DIRECTIONS FOR THIS TASK:
Return the lines of the data below exactly. Start at the first and end with the line containing "each composite pops".

MATERIAL PROVIDED:
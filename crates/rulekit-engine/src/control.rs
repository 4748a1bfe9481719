//! Control-flow actions
//!
//! Composite actions bind their nested definitions at build time through
//! the binder handed to their factory, and are the only actions that touch
//! the context's execution stack. The pause protocol: when a nested list
//! pauses, the composite pushes a marker identifying the branch it is in
//! and propagates the pause upward. On a later run with a restored stack,
//! each composite pops its marker and re-enters that branch directly,
//! bypassing condition evaluation, restarting the branch's actions from
//! their beginning.

use std::sync::Arc;

use rulekit_core::{
    ActionOutcome, EngineError, EngineResult, StepDefinition, ELSE_BRANCH,
};
use serde::Deserialize;
use serde_json::{json, Value};
use tokio::time::{sleep, Duration, Instant};
use tracing::{debug, warn};

use crate::binder::StepBinder;
use crate::context::EventContext;
use crate::list::{ActionList, PredicateList};
use crate::registry::{BoundFn, CapabilityRegistry, StepCall, StepFuture};

/// Iteration guard for unbounded repeat modes
const MAX_ITERATIONS: u64 = 10_000;

/// Metadata key the repeat action publishes its loop state under
pub const REPEAT_META_KEY: &str = "repeat";

/// Default wait timeout when none is configured: one hour
const DEFAULT_WAIT_TIMEOUT_MS: u64 = 3_600_000;

/// Register the control-flow actions: `branch`, `repeat`, `sequence`,
/// `wait`, `stop`, and `pause`
pub fn install(capabilities: &CapabilityRegistry) {
    capabilities.register_action_factory("branch", bind_branch);
    capabilities.register_action_factory("repeat", bind_repeat);
    capabilities.register_action_factory("sequence", bind_sequence);
    capabilities.register_action_factory("wait", bind_wait);

    capabilities.register_action_typed("stop", |_ctx, p: StopParams| async move {
        let reason = p.message.unwrap_or_else(|| "stop action".to_string());
        if p.automation {
            Err(EngineError::StopAutomation(reason))
        } else {
            debug!(reason = %reason, "stopping action sequence");
            Ok(ActionOutcome::Stop)
        }
    });

    capabilities.register_action("pause", |_call| async { Ok(ActionOutcome::Pause) });
}

fn invalid(name: &str, err: impl std::fmt::Display) -> EngineError {
    EngineError::InvalidDefinition(format!("bad {} parameters: {}", name, err))
}

/// Run one chosen branch inside its own trace scope
///
/// Pushes `marker` when the branch pauses so a later run re-enters it.
/// The trace scope is closed on every exit path to keep the scope stack
/// symmetric.
async fn run_branch(
    marker: i64,
    actions: &ActionList,
    ctx: &Arc<EventContext>,
) -> EngineResult<ActionOutcome> {
    if actions.is_empty() {
        return Ok(ActionOutcome::Continue);
    }
    let trace = ctx.trace();
    if let Some(trace) = &trace {
        trace.enter_scope();
    }
    let result = actions.execute_all(ctx).await;
    if let Some(trace) = &trace {
        trace.exit_scope();
    }
    match result? {
        ActionOutcome::Pause => {
            debug!(marker, "branch paused, recording resume marker");
            ctx.push_branch(marker);
            Ok(ActionOutcome::Pause)
        }
        _ => Ok(ActionOutcome::Continue),
    }
}

#[derive(Debug, Deserialize)]
struct BranchClauseDef {
    #[serde(default, alias = "if")]
    when: Vec<StepDefinition>,
    #[serde(default)]
    then: Vec<StepDefinition>,
}

#[derive(Debug, Deserialize)]
struct BranchParams {
    #[serde(default)]
    branches: Vec<BranchClauseDef>,
    #[serde(default, alias = "else")]
    otherwise: Vec<StepDefinition>,
}

struct BranchClause {
    when: PredicateList,
    then: ActionList,
}

/// Conditional branching: the first clause whose conditions all hold runs
/// its `then` list; when none hold, the `otherwise` list runs. Markers:
/// the clause index for clauses, [`ELSE_BRANCH`] for `otherwise`.
///
/// Clause conditions evaluate inside the composite's trace scope, so their
/// entries land under the branch entry's children instead of mixing with
/// the run's own conditions.
fn bind_branch(binder: &StepBinder, params: &Value) -> EngineResult<BoundFn<ActionOutcome>> {
    let p: BranchParams =
        serde_json::from_value(params.clone()).map_err(|e| invalid("branch", e))?;
    if p.branches.is_empty() {
        return Err(EngineError::InvalidDefinition(
            "branch action needs at least one clause".to_string(),
        ));
    }

    let clauses = p
        .branches
        .iter()
        .map(|c| {
            Ok(BranchClause {
                when: binder.bind_conditions(&c.when)?,
                then: binder.bind_actions(&c.then)?,
            })
        })
        .collect::<EngineResult<Vec<_>>>()?;
    let clauses = Arc::new(clauses);
    let otherwise = Arc::new(binder.bind_actions(&p.otherwise)?);

    Ok(Arc::new(move |call: StepCall| {
        let clauses = clauses.clone();
        let otherwise = otherwise.clone();
        Box::pin(async move {
            let ctx = call.ctx.clone();

            let trace = ctx.trace();
            if let Some(trace) = &trace {
                trace.enter_scope();
            }
            let result = run_clauses(&clauses, &otherwise, &ctx, &call).await;
            if let Some(trace) = &trace {
                trace.exit_scope();
            }

            match result? {
                (marker, ActionOutcome::Pause) => {
                    debug!(marker, "branch paused, recording resume marker");
                    ctx.push_branch(marker);
                    Ok(ActionOutcome::Pause)
                }
                _ => Ok(ActionOutcome::Continue),
            }
        }) as StepFuture<ActionOutcome>
    }))
}

/// Pick and run one branch, returning its marker alongside the outcome
async fn run_clauses(
    clauses: &[BranchClause],
    otherwise: &ActionList,
    ctx: &Arc<EventContext>,
    call: &StepCall,
) -> EngineResult<(i64, ActionOutcome)> {
    if let Some(marker) = ctx.pop_branch() {
        debug!(marker, "resuming previously chosen branch");
        return match marker {
            ELSE_BRANCH => Ok((ELSE_BRANCH, otherwise.execute_all(ctx).await?)),
            i if i >= 0 && (i as usize) < clauses.len() => {
                Ok((i, clauses[i as usize].then.execute_all(ctx).await?))
            }
            other => Err(call.error(format!("invalid resume marker: {}", other))),
        };
    }

    for (i, clause) in clauses.iter().enumerate() {
        if clause.when.all(ctx).await? {
            return Ok((i as i64, clause.then.execute_all(ctx).await?));
        }
    }
    Ok((ELSE_BRANCH, otherwise.execute_all(ctx).await?))
}

#[derive(Debug, Deserialize)]
#[serde(untagged)]
enum RepeatParams {
    Count {
        count: u64,
        actions: Vec<StepDefinition>,
    },
    While {
        #[serde(rename = "while")]
        conditions: Vec<StepDefinition>,
        actions: Vec<StepDefinition>,
    },
    Until {
        until: Vec<StepDefinition>,
        actions: Vec<StepDefinition>,
    },
    ForEach {
        for_each: Value,
        actions: Vec<StepDefinition>,
    },
}

enum RepeatMode {
    Count(u64),
    While(PredicateList),
    Until(PredicateList),
    ForEach(Value),
}

/// Resolve a `for_each` source into concrete items: an array is iterated
/// as-is, a string names a metadata key holding the items, anything else
/// iterates once
fn for_each_items(source: &Value, ctx: &EventContext, call: &StepCall) -> EngineResult<Vec<Value>> {
    match source {
        Value::Array(items) => Ok(items.clone()),
        Value::String(key) => match ctx.meta(key) {
            Some(Value::Array(items)) => Ok(items),
            Some(other) => Ok(vec![other]),
            None => Err(call.error(format!("for_each metadata key not set: {}", key))),
        },
        other => Ok(vec![other.clone()]),
    }
}

/// Repetition: fixed count, while, until, or for-each. The loop publishes
/// `{index, first, last, item}` under the `repeat` metadata key, restoring
/// the previous value when it finishes. A pause inside an iteration
/// records the zero-based iteration index as the resume marker.
fn bind_repeat(binder: &StepBinder, params: &Value) -> EngineResult<BoundFn<ActionOutcome>> {
    let p: RepeatParams =
        serde_json::from_value(params.clone()).map_err(|e| invalid("repeat", e))?;
    let (mode, action_defs) = match p {
        RepeatParams::Count { count, actions } => (RepeatMode::Count(count), actions),
        RepeatParams::While {
            conditions,
            actions,
        } => (RepeatMode::While(binder.bind_conditions(&conditions)?), actions),
        RepeatParams::Until { until, actions } => {
            (RepeatMode::Until(binder.bind_conditions(&until)?), actions)
        }
        RepeatParams::ForEach { for_each, actions } => (RepeatMode::ForEach(for_each), actions),
    };
    let actions = Arc::new(binder.bind_actions(&action_defs)?);
    let mode = Arc::new(mode);

    Ok(Arc::new(move |call: StepCall| {
        let actions = actions.clone();
        let mode = mode.clone();
        Box::pin(async move {
            let ctx = call.ctx.clone();
            let saved = ctx.meta(REPEAT_META_KEY);

            let trace = ctx.trace();
            if let Some(trace) = &trace {
                trace.enter_scope();
            }
            let result = run_repeat(&mode, &actions, &ctx, &call).await;
            if let Some(trace) = &trace {
                trace.exit_scope();
            }

            match saved {
                Some(previous) => ctx.set_meta(REPEAT_META_KEY, previous),
                None => {
                    ctx.remove_meta(REPEAT_META_KEY);
                }
            }
            result
        }) as StepFuture<ActionOutcome>
    }))
}

async fn run_repeat(
    mode: &RepeatMode,
    actions: &ActionList,
    ctx: &Arc<EventContext>,
    call: &StepCall,
) -> EngineResult<ActionOutcome> {
    let items = match mode {
        RepeatMode::ForEach(source) => Some(for_each_items(source, ctx, call)?),
        _ => None,
    };
    let total = match mode {
        RepeatMode::Count(count) => Some(*count),
        RepeatMode::ForEach(_) => items.as_ref().map(|i| i.len() as u64),
        _ => None,
    };

    // A restored marker is the iteration to re-enter; its loop conditions
    // are not re-evaluated for that iteration.
    let mut resuming = false;
    let mut index: u64 = match ctx.pop_branch() {
        Some(marker) if marker >= 0 => {
            debug!(marker, "resuming repeat iteration");
            resuming = true;
            marker as u64
        }
        Some(marker) => {
            return Err(call.error(format!("invalid resume marker: {}", marker)));
        }
        None => 0,
    };

    loop {
        if let Some(total) = total {
            if index >= total {
                break;
            }
        }
        // Only the unbounded modes get the guard; a configured count or
        // item list runs to completion however long it is.
        if total.is_none() && index >= MAX_ITERATIONS {
            warn!(limit = MAX_ITERATIONS, "repeat hit the iteration guard");
            break;
        }
        if let RepeatMode::While(conditions) = mode {
            if !resuming && !conditions.all(ctx).await? {
                break;
            }
        }
        resuming = false;

        let mut scope = json!({
            "index": index + 1,
            "first": index == 0,
        });
        if let Some(total) = total {
            scope["last"] = json!(index + 1 == total);
        }
        if let Some(items) = &items {
            scope["item"] = items[index as usize].clone();
        }
        ctx.set_meta(REPEAT_META_KEY, scope);

        if actions.execute_all(ctx).await? == ActionOutcome::Pause {
            ctx.push_branch(index as i64);
            return Ok(ActionOutcome::Pause);
        }
        index += 1;

        if let RepeatMode::Until(conditions) = mode {
            if conditions.all(ctx).await? {
                break;
            }
        }
    }
    Ok(ActionOutcome::Continue)
}

#[derive(Debug, Deserialize)]
struct SequenceParams {
    actions: Vec<StepDefinition>,
}

/// A grouping action: runs its nested list in its own trace scope. Uses
/// marker `0` since it has exactly one branch.
fn bind_sequence(binder: &StepBinder, params: &Value) -> EngineResult<BoundFn<ActionOutcome>> {
    let p: SequenceParams =
        serde_json::from_value(params.clone()).map_err(|e| invalid("sequence", e))?;
    let actions = Arc::new(binder.bind_actions(&p.actions)?);

    Ok(Arc::new(move |call: StepCall| {
        let actions = actions.clone();
        Box::pin(async move {
            let ctx = call.ctx.clone();
            if let Some(marker) = ctx.pop_branch() {
                debug!(marker, "resuming sequence");
            }
            run_branch(0, &actions, &ctx).await
        }) as StepFuture<ActionOutcome>
    }))
}

fn default_poll_ms() -> u64 {
    100
}

#[derive(Debug, Deserialize)]
struct WaitParams {
    #[serde(default)]
    conditions: Vec<StepDefinition>,
    #[serde(default)]
    timeout_ms: Option<u64>,
    #[serde(default = "default_poll_ms")]
    poll_ms: u64,
}

#[derive(Debug, Deserialize)]
struct StopParams {
    #[serde(default)]
    message: Option<String>,
    /// Stop the whole automation instead of just the current list
    #[serde(default)]
    automation: bool,
}

/// Wait until a condition list holds, polling at a fixed interval. The
/// timeout elapsing is not an error: the run continues past the wait as
/// if it had been satisfied.
fn bind_wait(binder: &StepBinder, params: &Value) -> EngineResult<BoundFn<ActionOutcome>> {
    let p: WaitParams = serde_json::from_value(params.clone()).map_err(|e| invalid("wait", e))?;
    let conditions = Arc::new(binder.bind_conditions(&p.conditions)?);
    let timeout = Duration::from_millis(p.timeout_ms.unwrap_or(DEFAULT_WAIT_TIMEOUT_MS));
    let poll = Duration::from_millis(p.poll_ms.max(1));

    Ok(Arc::new(move |call: StepCall| {
        let conditions = conditions.clone();
        Box::pin(async move {
            let ctx = call.ctx.clone();
            let deadline = Instant::now() + timeout;
            loop {
                if conditions.all(&ctx).await? {
                    return Ok(ActionOutcome::Continue);
                }
                if Instant::now() >= deadline {
                    debug!("wait timed out, continuing");
                    return Ok(ActionOutcome::Continue);
                }
                sleep(poll).await;
            }
        }) as StepFuture<ActionOutcome>
    }))
}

THE ANSWER:
filename crates/rulekit-engine/src/control.rs
repository 4748a1bfe9481719
//! Control-flow actions
//!
//! Composite actions bind their nested definitions at build time through
//! the binder handed to their factory, and are the only actions that touch
//! the context's execution stack. The pause protocol: when a nested list
//! pauses, the composite pushes a marker identifying the branch it is in
//! and propagates the pause upward. On a later run with a restored stack,
//! each composite pops its marker and re-enters that branch directly,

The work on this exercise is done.